▶ Task to carry out:
Exact reproduction of every entry is required.

▶ Material to process:
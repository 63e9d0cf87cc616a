//! Chunked, malformed-row tolerant CSV reader.

use std::fs::File;
use std::io::Read;
use std::path::Path;

use encoding_rs::Encoding;
use tracing::warn;

use super::layout::CsvLayout;
use crate::error::{AddrNormError, Result};
use crate::record::Record;

/// Options controlling how input files are decoded and split.
#[derive(Debug, Clone)]
pub struct ReaderOptions {
    /// WHATWG encoding label (e.g. `utf-8`, `windows-1252`, `tis-620`).
    pub encoding: String,
    /// Field delimiter.
    pub delimiter: u8,
    /// Rows per emitted batch.
    pub chunk_size: usize,
}

impl Default for ReaderOptions {
    fn default() -> Self {
        Self {
            encoding: "utf-8".to_string(),
            delimiter: b',',
            chunk_size: 10_000,
        }
    }
}

/// Resolve an encoding label usable for byte-oriented CSV splitting.
pub fn resolve_encoding(label: &str) -> Result<&'static Encoding> {
    let encoding = Encoding::for_label(label.trim().as_bytes())
        .ok_or_else(|| AddrNormError::UnsupportedEncoding(label.to_string()))?;
    if !encoding.is_ascii_compatible() {
        return Err(AddrNormError::UnsupportedEncoding(format!(
            "{} is not ASCII-compatible",
            encoding.name()
        )));
    }
    Ok(encoding)
}

/// Parse a delimiter argument (`","`, `";"`, `"\t"`, `"tab"`).
pub fn parse_delimiter(raw: &str) -> Result<u8> {
    match raw {
        "\\t" | "\t" | "tab" | "TAB" => return Ok(b'\t'),
        _ => {}
    }
    let bytes = raw.as_bytes();
    if bytes.len() != 1 || !bytes[0].is_ascii() || bytes[0] == b'"' || bytes[0] == b'\n' {
        return Err(AddrNormError::InvalidDelimiter(raw.to_string()));
    }
    Ok(bytes[0])
}

/// Streams batches of [`Record`]s from a CSV source.
pub struct CsvBatchReader<R: Read> {
    reader: csv::Reader<R>,
    layout: CsvLayout,
    encoding: &'static Encoding,
    chunk_size: usize,
    next_row_id: usize,
    skipped: usize,
    done: bool,
}

impl CsvBatchReader<File> {
    /// Open a file for batched reading.
    pub fn open(path: impl AsRef<Path>, options: &ReaderOptions) -> Result<Self> {
        let path = path.as_ref();
        let file = File::open(path).map_err(|e| AddrNormError::io(path, e))?;
        Self::from_reader(file, options)
    }
}

impl<R: Read> CsvBatchReader<R> {
    /// Wrap any reader. The header row is read immediately.
    pub fn from_reader(source: R, options: &ReaderOptions) -> Result<Self> {
        if options.chunk_size == 0 {
            return Err(AddrNormError::Config("chunk size must be at least 1".to_string()));
        }
        let encoding = resolve_encoding(&options.encoding)?;

        let mut reader = csv::ReaderBuilder::new()
            .delimiter(options.delimiter)
            .quote(b'"')
            .double_quote(true)
            .escape(Some(b'\\'))
            .has_headers(true)
            .flexible(true)
            .from_reader(source);

        let header_cells: Vec<String> = reader
            .byte_headers()?
            .iter()
            .map(|cell| decode_field(encoding, cell))
            .collect();
        let layout = CsvLayout::from_headers(header_cells);

        Ok(Self {
            reader,
            layout,
            encoding,
            chunk_size: options.chunk_size,
            next_row_id: 1,
            skipped: 0,
            done: false,
        })
    }

    /// Column roles derived from the header.
    pub fn layout(&self) -> &CsvLayout {
        &self.layout
    }

    /// Number of malformed rows skipped so far.
    pub fn skipped_rows(&self) -> usize {
        self.skipped
    }

    fn read_batch(&mut self) -> Result<Vec<Record>> {
        let width = self.layout.width();
        let mut batch = Vec::with_capacity(self.chunk_size.min(1024));
        let mut raw = csv::ByteRecord::new();

        while batch.len() < self.chunk_size {
            match self.reader.read_byte_record(&mut raw) {
                Ok(false) => {
                    self.done = true;
                    break;
                }
                Ok(true) => {
                    let mut values: Vec<String> = raw
                        .iter()
                        .take(width)
                        .map(|cell| decode_field(self.encoding, cell))
                        .collect();
                    values.resize(width, String::new());
                    batch.push(self.layout.build_record(self.next_row_id, &values));
                    self.next_row_id += 1;
                }
                Err(e) if e.is_io_error() => return Err(e.into()),
                Err(e) => {
                    let line = e.position().map(|p| p.line()).unwrap_or_default();
                    warn!(line, error = %e, "skipping malformed CSV row");
                    self.skipped += 1;
                }
            }
        }
        Ok(batch)
    }
}

impl<R: Read> Iterator for CsvBatchReader<R> {
    type Item = Result<Vec<Record>>;

    fn next(&mut self) -> Option<Self::Item> {
        if self.done {
            return None;
        }
        match self.read_batch() {
            Ok(batch) if batch.is_empty() => None,
            Ok(batch) => Some(Ok(batch)),
            Err(e) => {
                self.done = true;
                Some(Err(e))
            }
        }
    }
}

fn decode_field(encoding: &'static Encoding, bytes: &[u8]) -> String {
    let (text, _had_errors) = encoding.decode_without_bom_handling(bytes);
    text.into_owned()
}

▶ Solution:
repository 63e9d0cf87cc616a
//! Chunked, malformed-row tolerant CSV reader.

use std::fs::File;
use std::io::Read;
use std::path::Path;

use encoding_rs::Encoding;
use tracing::warn;

use super::layout::CsvLayout;
use crate::error::{AddrNormError, Result};
use crate::record::Record;

/// Options controlling how input files are decoded and split.
#[derive(Debug, Clone)]
pub struct ReaderOptions {
    /// WHATWG encoding label (e.g. `utf-8`, `windows-1252`, `tis-620`).
    pub encoding: String,
    /// Field delimiter.
    pub delimiter: u8,
    /// Rows per emitted batch.
    pub chunk_size: usize,
}

impl Default for ReaderOptions {
    fn default() -> Self {
        Self {
            encoding: "utf-8".to_string(),
            delimiter: b',',
            chunk_size: 10_000,
        }
    }
}

/// Resolve an encoding label usable for byte-oriented CSV splitting.
pub fn resolve_encoding(label: &str) -> Result<&'static Encoding> {
    let encoding = Encoding::for_label(label.trim().as_bytes())
        .ok_or_else(|| AddrNormError::UnsupportedEncoding(label.to_string()))?;
    if !encoding.is_ascii_compatible() {
        return Err(AddrNormError::UnsupportedEncoding(format!(
            "{} is not ASCII-compatible",
            encoding.name()
        )));
    }
    Ok(encoding)
}

/// Parse a delimiter argument (`","`, `";"`, `"\t"`, `"tab"`).
pub fn parse_delimiter(raw: &str) -> Result<u8> {
    match raw {
        "\\t" | "\t" | "tab" | "TAB" => return Ok(b'\t'),
        _ => {}
    }
    let bytes = raw.as_bytes();
    if bytes.len() != 1 || !bytes[0].is_ascii() || bytes[0] == b'"' || bytes[0] == b'\n' {
        return Err(AddrNormError::InvalidDelimiter(raw.to_string()));
    }
    Ok(bytes[0])
}

/// Streams batches of [`Record`]s from a CSV source.
pub struct CsvBatchReader<R: Read> {
    reader: csv::Reader<R>,
    layout: CsvLayout,
    encoding: &'static Encoding,
    chunk_size: usize,
    next_row_id: usize,
    skipped: usize,
    done: bool,
}

impl CsvBatchReader<File> {
    /// Open a file for batched reading.
    pub fn open(path: impl AsRef<Path>, options: &ReaderOptions) -> Result<Self> {
        let path = path.as_ref();
        let file = File::open(path).map_err(|e| AddrNormError::io(path, e))?;
        Self::from_reader(file, options)
    }
}

impl<R: Read> CsvBatchReader<R> {
    /// Wrap any reader. The header row is read immediately.
    pub fn from_reader(source: R, options: &ReaderOptions) -> Result<Self> {
        if options.chunk_size == 0 {
            return Err(AddrNormError::Config("chunk size must be at least 1".to_string()));
        }
        let encoding = resolve_encoding(&options.encoding)?;

        let mut reader = csv::ReaderBuilder::new()
            .delimiter(options.delimiter)
            .quote(b'"')
            .double_quote(true)
            .escape(Some(b'\\'))
            .has_headers(true)
            .flexible(true)
            .from_reader(source);

        let header_cells: Vec<String> = reader
            .byte_headers()?
            .iter()
            .map(|cell| decode_field(encoding, cell))
            .collect();
        let layout = CsvLayout::from_headers(header_cells);

        Ok(Self {
            reader,
            layout,
            encoding,
            chunk_size: options.chunk_size,
            next_row_id: 1,
            skipped: 0,
            done: false,
        })
    }

    /// Column roles derived from the header.
    pub fn layout(&self) -> &CsvLayout {
        &self.layout
    }

    /// Number of malformed rows skipped so far.
    pub fn skipped_rows(&self) -> usize {
        self.skipped
    }

    fn read_batch(&mut self) -> Result<Vec<Record>> {
        let width = self.layout.width();
        let mut batch = Vec::with_capacity(self.chunk_size.min(1024));
        let mut raw = csv::ByteRecord::new();

        while batch.len() < self.chunk_size {
            match self.reader.read_byte_record(&mut raw) {
                Ok(false) => {
                    self.done = true;
                    break;
                }
                Ok(true) => {
                    let mut values: Vec<String> = raw
                        .iter()
                        .take(width)
                        .map(|cell| decode_field(self.encoding, cell))
                        .collect();
                    values.resize(width, String::new());
                    batch.push(self.layout.build_record(self.next_row_id, &values));
                    self.next_row_id += 1;
                }
                Err(e) if e.is_io_error() => return Err(e.into()),
                Err(e) => {
                    let line = e.position().map(|p| p.line()).unwrap_or_default();
                    warn!(line, error = %e, "skipping malformed CSV row");
                    self.skipped += 1;
                }
            }
        }
        Ok(batch)
    }
}

impl<R: Read> Iterator for CsvBatchReader<R> {
    type Item = Result<Vec<Record>>;

    fn next(&mut self) -> Option<Self::Item> {
        if self.done {
            return None;
        }
        match self.read_batch() {
            Ok(batch) if batch.is_empty() => None,
            Ok(batch) => Some(Ok(batch)),
            Err(e) => {
                self.done = true;
                Some(Err(e))
            }
        }
    }
}

fn decode_field(encoding: &'static Encoding, bytes: &[u8]) -> String {
    let (text, _had_errors) = encoding.decode_without_bom_handling(bytes);
    text.into_owned()
}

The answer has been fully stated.